== EXERCISE GOAL ==
Read the records below and report each line in which "false" occurs.

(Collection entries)
::::::::::
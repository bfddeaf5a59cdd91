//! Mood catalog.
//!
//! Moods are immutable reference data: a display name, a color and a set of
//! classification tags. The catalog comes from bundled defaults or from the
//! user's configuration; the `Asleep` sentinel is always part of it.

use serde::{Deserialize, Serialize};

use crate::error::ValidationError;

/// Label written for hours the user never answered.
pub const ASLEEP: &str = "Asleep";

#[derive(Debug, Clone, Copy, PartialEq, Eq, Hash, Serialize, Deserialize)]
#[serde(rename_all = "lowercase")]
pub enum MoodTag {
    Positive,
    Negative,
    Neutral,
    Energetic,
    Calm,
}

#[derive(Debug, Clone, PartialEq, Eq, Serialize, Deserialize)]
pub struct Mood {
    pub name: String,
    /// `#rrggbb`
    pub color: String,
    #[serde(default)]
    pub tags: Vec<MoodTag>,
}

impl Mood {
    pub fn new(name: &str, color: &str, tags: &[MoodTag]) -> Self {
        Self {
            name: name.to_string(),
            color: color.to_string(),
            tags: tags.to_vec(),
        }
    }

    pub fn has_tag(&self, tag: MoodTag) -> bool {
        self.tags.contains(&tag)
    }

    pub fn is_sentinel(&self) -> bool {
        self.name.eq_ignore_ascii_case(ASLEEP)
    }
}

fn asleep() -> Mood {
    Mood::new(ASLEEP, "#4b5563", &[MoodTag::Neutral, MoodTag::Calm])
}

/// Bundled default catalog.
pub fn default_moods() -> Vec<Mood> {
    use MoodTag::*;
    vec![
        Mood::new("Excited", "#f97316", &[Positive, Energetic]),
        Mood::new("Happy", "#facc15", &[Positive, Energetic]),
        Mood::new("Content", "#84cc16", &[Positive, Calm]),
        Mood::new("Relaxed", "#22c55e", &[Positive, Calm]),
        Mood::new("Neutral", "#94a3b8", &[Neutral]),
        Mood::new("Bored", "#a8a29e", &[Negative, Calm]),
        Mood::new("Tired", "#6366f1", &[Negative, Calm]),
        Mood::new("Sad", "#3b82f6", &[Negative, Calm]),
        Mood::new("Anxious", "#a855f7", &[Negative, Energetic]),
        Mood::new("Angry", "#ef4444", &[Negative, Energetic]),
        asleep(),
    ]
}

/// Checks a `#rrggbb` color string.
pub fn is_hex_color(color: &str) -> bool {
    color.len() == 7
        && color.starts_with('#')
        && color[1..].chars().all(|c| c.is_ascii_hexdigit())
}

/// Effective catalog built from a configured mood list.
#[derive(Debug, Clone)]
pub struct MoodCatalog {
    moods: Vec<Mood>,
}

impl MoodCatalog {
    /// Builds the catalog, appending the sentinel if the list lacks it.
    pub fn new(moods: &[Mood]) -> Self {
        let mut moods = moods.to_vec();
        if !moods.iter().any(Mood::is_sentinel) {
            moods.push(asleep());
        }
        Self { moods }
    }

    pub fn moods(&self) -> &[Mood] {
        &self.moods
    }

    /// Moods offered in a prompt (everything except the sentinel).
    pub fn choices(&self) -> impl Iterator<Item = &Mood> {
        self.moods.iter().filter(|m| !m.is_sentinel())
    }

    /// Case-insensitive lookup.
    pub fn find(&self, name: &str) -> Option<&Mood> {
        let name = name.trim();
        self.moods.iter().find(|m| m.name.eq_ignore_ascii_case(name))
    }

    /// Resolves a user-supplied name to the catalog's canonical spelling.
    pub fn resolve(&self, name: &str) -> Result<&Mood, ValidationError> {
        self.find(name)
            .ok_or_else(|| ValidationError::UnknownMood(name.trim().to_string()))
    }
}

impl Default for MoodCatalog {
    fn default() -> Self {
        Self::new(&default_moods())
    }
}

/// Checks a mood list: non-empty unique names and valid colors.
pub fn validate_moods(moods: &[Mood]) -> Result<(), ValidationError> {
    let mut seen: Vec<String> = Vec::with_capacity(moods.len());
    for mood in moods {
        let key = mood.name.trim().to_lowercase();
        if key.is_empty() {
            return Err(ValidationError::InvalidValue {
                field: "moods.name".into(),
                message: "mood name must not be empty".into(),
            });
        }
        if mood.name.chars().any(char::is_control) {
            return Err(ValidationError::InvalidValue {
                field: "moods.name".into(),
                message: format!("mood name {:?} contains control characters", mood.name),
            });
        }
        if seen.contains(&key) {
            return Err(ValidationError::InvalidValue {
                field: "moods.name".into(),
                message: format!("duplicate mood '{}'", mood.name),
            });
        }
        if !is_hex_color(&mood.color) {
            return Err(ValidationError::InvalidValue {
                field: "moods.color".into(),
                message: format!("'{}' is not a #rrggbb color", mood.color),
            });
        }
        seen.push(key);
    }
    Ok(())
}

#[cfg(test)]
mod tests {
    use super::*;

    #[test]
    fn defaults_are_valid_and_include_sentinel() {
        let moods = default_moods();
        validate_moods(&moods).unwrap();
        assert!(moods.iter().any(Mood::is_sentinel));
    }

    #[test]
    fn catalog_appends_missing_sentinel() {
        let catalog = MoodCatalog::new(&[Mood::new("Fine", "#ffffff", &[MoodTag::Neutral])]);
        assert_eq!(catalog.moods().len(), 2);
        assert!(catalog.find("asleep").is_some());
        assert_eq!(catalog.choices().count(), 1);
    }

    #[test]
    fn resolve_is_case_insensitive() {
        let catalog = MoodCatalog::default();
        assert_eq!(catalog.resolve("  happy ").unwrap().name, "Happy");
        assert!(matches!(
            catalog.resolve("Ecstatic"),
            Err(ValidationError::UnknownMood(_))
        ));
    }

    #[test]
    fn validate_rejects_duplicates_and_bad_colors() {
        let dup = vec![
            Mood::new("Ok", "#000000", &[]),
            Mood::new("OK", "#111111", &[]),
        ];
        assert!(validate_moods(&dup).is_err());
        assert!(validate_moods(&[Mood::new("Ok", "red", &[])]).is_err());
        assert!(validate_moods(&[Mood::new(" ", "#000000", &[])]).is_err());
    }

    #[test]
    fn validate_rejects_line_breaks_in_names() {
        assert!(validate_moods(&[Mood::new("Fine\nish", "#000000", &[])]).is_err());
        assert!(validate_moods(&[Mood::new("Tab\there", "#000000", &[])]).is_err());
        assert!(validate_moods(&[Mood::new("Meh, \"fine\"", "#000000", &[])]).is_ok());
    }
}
::::::::::
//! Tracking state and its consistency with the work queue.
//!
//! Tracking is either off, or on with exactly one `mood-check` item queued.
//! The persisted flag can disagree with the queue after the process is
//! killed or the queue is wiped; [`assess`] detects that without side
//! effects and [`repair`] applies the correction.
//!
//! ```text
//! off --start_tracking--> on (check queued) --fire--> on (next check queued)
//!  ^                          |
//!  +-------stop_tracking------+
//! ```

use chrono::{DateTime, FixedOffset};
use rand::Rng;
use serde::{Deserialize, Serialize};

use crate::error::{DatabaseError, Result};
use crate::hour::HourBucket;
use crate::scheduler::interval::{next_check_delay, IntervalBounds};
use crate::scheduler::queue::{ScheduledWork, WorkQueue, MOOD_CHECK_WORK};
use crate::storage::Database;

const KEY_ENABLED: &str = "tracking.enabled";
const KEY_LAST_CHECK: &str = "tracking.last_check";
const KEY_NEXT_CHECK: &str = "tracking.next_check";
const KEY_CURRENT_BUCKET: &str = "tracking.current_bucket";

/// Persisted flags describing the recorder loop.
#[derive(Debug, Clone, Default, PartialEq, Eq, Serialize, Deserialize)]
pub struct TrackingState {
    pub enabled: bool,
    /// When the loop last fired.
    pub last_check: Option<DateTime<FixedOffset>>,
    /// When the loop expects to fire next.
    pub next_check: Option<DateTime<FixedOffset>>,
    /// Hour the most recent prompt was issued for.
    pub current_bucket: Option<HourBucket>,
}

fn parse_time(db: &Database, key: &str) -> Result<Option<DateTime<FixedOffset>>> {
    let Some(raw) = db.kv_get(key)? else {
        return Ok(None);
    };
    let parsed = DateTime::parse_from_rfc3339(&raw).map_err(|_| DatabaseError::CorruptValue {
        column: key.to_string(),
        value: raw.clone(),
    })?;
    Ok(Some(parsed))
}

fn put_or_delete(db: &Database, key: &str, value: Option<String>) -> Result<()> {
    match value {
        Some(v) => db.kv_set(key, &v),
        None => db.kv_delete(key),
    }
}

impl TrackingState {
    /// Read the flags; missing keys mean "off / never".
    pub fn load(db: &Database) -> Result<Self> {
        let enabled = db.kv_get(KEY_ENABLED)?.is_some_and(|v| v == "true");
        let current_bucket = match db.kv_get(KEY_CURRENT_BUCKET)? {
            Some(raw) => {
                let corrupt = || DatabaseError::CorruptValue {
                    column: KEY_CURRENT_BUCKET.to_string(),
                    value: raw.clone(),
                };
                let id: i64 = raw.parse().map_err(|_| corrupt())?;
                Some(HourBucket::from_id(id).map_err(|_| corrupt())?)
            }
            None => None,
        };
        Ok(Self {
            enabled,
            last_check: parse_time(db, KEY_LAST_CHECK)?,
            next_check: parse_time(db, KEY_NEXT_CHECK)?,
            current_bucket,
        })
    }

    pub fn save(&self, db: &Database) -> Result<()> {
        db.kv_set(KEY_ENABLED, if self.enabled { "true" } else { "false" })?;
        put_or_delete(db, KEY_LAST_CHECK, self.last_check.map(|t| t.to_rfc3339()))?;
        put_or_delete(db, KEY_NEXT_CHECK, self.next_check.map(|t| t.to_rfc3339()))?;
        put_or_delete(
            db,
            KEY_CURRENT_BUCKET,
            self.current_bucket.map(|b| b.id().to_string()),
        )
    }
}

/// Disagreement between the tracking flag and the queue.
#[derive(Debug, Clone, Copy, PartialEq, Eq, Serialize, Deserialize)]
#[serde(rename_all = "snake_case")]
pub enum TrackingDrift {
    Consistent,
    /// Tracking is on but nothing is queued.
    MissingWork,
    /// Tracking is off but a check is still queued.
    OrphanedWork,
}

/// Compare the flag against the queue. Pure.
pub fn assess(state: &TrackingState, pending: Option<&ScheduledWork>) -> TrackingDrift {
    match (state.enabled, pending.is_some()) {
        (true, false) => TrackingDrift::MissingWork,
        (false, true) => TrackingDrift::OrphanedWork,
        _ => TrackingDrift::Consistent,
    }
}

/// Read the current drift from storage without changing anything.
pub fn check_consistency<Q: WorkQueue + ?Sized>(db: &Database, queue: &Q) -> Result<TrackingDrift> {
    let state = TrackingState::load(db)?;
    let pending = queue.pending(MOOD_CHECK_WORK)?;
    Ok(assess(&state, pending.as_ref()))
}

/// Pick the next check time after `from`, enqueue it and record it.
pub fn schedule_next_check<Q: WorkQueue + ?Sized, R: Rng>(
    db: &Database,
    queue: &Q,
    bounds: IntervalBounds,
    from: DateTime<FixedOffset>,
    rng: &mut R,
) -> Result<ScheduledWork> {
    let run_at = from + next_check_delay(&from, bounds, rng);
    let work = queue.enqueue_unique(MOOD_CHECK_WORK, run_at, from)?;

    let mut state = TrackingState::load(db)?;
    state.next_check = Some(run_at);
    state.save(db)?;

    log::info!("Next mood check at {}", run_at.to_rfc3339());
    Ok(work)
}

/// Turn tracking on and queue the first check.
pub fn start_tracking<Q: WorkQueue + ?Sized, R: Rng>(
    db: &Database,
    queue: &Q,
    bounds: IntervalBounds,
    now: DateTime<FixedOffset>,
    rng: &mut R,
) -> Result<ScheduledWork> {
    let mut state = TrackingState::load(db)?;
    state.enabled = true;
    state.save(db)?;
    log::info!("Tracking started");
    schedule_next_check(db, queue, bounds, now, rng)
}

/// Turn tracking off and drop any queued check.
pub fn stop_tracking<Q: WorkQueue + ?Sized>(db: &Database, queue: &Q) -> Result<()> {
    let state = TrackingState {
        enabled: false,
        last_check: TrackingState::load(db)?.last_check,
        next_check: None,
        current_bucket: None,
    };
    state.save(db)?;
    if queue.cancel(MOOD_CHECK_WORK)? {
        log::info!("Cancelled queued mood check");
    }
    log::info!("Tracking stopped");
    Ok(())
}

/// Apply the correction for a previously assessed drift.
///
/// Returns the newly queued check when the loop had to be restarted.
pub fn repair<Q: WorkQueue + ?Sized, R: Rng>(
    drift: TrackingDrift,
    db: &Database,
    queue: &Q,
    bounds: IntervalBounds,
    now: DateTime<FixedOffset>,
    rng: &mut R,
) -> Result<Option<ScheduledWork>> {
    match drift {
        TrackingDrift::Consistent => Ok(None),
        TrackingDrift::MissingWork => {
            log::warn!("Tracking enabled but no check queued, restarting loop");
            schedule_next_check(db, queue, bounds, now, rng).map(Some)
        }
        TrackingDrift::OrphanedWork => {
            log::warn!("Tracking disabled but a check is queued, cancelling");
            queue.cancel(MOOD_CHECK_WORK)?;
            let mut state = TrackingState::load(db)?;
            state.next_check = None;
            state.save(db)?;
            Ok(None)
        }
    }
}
::::::::::
== TASK OUTPUT ==
        db.kv_set(KEY_ENABLED, if self.enabled { "true" } else { "false" })?;
        (true, false) => TrackingDrift::MissingWork,
        (false, true) => TrackingDrift::OrphanedWork,
        enabled: false,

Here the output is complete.